Aber es gibt – wie fast immer in skandinavischen Serien – mehr als nur einen Handlungsstrang, der erzählt wird. Wichtige Rollen spielen auch ein 13-jähriger Schüler, der gemobbt wird, eine junge Studentin, die Luxus will, und natürlich das Privatleben der beiden Ermittler. Dieses nimmt in der 2. Staffel einen großen Raum ein. So versucht Martin, sein Trauma um den Tod seines Sohnes zu verarbeiten, indem er den Mörder im Gefängnis besucht und Saga will sich in eine Beziehung mit einem Mann einbringen. Immer wieder schweift die Kriminal-Handlung also ab in die privaten Gefilde, nimmt sich Zeit für die Protagonisten, macht mal eine Pause, bleibt dabei aber trotzdem spannend, dramatisch und in den Wendungen immer überraschend.

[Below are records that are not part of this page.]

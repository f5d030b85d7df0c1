use std::path::PathBuf;
use std::process::Command;

/// The package version, followed by the git revision when built from a checkout.
fn version() -> String {
    let pkg = env!("CARGO_PKG_VERSION");
    let revision = Command::new("git")
        .args(["describe", "--tags", "--long", "--always", "--dirty=+dirty"])
        .output()
        .ok()
        .filter(|out| out.status.success())
        .map(|out| String::from_utf8_lossy(&out.stdout).trim().to_string())
        .filter(|rev| !rev.is_empty());
    match revision {
        Some(rev) => format!("{pkg} ({rev})"),
        None => pkg.to_string(),
    }
}

fn main() {
    let out_dir = PathBuf::from(std::env::var_os("OUT_DIR").expect("cargo sets OUT_DIR"));
    let path = out_dir.join("version.txt");
    if let Err(e) = std::fs::write(&path, version()) {
        panic!("cannot write {}: {}", path.display(), e);
    }
    println!("cargo:rerun-if-changed=.git/HEAD");
    println!("cargo:rerun-if-changed=.git/index");
}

Es sind gerade die verschiedenen Handlungsstränge, die die Motivation der Täter tiefer beleuchten. Die sind dann gar nicht so schwer zu finden, aber es sei gesagt: Das Richtige ist nicht immer das Offensichtliche. Hinter den Öko-Terroristen versteckt sich deutlich mehr. In Die Brücke herrschen nicht nur stilistisch die Grautöne vor, ein schwarz-weißes Abarbeiten von Gut und Böse nach Schema F gibt es nicht. Die Motivation der Täter ist verständlich, besonders da es sich um politische Einstellungen handelt, die in so manchem öffentlichen Parteiprogramm stehen. Und trotzdem werden die brutalen Taten nicht mit einem romantischen Touch oder glorifizierendem Heiligenschein versehen. Die 2. Staffel von Die Brücke bietet wieder unbequeme Sozialkritik mit einer spannenden Handlung und hervorragenden Darstellern.

Was haltet ihr von skandinavischen Serien?